# TASK INPUTS
▼

pub mod completions;
pub mod deploy;
pub mod init;
pub mod inspect;
pub mod package;
pub mod publish;

use crate::{PackageArgs, RemoteArgs};
use indicatif::{ProgressBar, ProgressStyle};
use skpack_core::{Project, ProjectOverrides};
use skpack_remote::{HttpRepository, RemoteConfig};
use skpack_schema::parse_property;
use std::path::Path;
use std::time::Duration;

pub const EXIT_SUCCESS: u8 = 0;
pub const EXIT_FAILURE: u8 = 1;
pub const EXIT_MANIFEST_ERROR: u8 = 2;
pub const EXIT_PACKAGE_ERROR: u8 = 3;
pub const EXIT_ALREADY_PUBLISHED: u8 = 4;

/// Map an error message to the process exit code.
pub fn exit_code_for(msg: &str) -> u8 {
    if msg.starts_with("manifest error:")
        || msg.starts_with("failed to parse manifest")
        || msg.starts_with("failed to read manifest")
    {
        EXIT_MANIFEST_ERROR
    } else if msg.starts_with("packaging error:") || msg.starts_with("packaging finished with") {
        EXIT_PACKAGE_ERROR
    } else if msg.starts_with("publish error:") && msg.contains("is already published") {
        EXIT_ALREADY_PUBLISHED
    } else {
        EXIT_FAILURE
    }
}

pub fn json_pretty(value: &impl serde::Serialize) -> Result<String, String> {
    serde_json::to_string_pretty(value).map_err(|e| format!("JSON serialization failed: {e}"))
}

pub fn spinner(msg: &str) -> ProgressBar {
    let pb = ProgressBar::new_spinner();
    pb.set_style(
        ProgressStyle::with_template("{spinner:.cyan} {msg}")
            .expect("valid template")
            .tick_strings(&["⠋", "⠙", "⠹", "⠸", "⠼", "⠴", "⠦", "⠧", "⠇", "⠏"]),
    );
    pb.set_message(msg.to_owned());
    pb.enable_steady_tick(Duration::from_millis(80));
    pb
}

pub fn spin_ok(pb: &ProgressBar, msg: &str) {
    pb.set_style(ProgressStyle::with_template("{msg}").expect("valid template"));
    pb.finish_with_message(format!("✓ {msg}"));
}

pub fn spin_fail(pb: &ProgressBar, msg: &str) {
    pb.set_style(ProgressStyle::with_template("{msg}").expect("valid template"));
    pb.finish_with_message(format!("✗ {msg}"));
}

/// Spinner unless output is JSON.
pub fn maybe_spinner(json: bool, msg: &str) -> Option<ProgressBar> {
    if json {
        None
    } else {
        Some(spinner(msg))
    }
}

pub fn warn_text(text: &str) -> String {
    console::Style::new().yellow().apply_to(text).to_string()
}

/// Load the manifest and apply command-line overrides.
pub fn load_project(manifest: &Path, args: &PackageArgs) -> Result<Project, String> {
    let mut project = Project::load(manifest).map_err(|e| e.to_string())?;
    let properties = args
        .set
        .iter()
        .map(|s| parse_property(s))
        .collect::<Result<Vec<_>, _>>()
        .map_err(|e| format!("manifest error: {e}"))?;
    let overrides = ProjectOverrides {
        override_dir: args.override_dir.clone(),
        work_dir: args.work_dir.clone(),
        format: args.format.clone(),
        properties,
        remote_url: None,
        repo_name: None,
    };
    project.apply(&overrides).map_err(|e| e.to_string())?;
    Ok(project)
}

/// Resolve remote settings: flags, then the manifest, then the user config
/// for credentials.
pub fn make_repository(
    project: &mut Project,
    args: &RemoteArgs,
) -> Result<(HttpRepository, String), String> {
    project
        .apply(&ProjectOverrides {
            remote_url: args.remote.clone(),
            repo_name: args.repo.clone(),
            ..ProjectOverrides::default()
        })
        .map_err(|e| e.to_string())?;
    let user = RemoteConfig::load_default_if_present().unwrap_or_else(|e| {
        tracing::warn!("ignoring remote config: {e}");
        None
    });
    let mut config = project.remote_config(user.as_ref());
    if let Some(token) = &args.token {
        config.auth_token = Some(token.clone());
    }
    let repo_name = config.repo_name.clone();
    Ok((HttpRepository::new(config), repo_name))
}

▲

# AIM OF THE TASK
Would you return each line of the material above, unchanged, from the first one through the line where "pub const EXIT_SUCCESS: u8 = 0;" appears?

# ANSWER BOX
pub mod completions;
pub mod deploy;
pub mod init;
pub mod inspect;
pub mod package;
pub mod publish;

use crate::{PackageArgs, RemoteArgs};
use indicatif::{ProgressBar, ProgressStyle};
use skpack_core::{Project, ProjectOverrides};
use skpack_remote::{HttpRepository, RemoteConfig};
use skpack_schema::parse_property;
use std::path::Path;
use std::time::Duration;

pub const EXIT_SUCCESS: u8 = 0;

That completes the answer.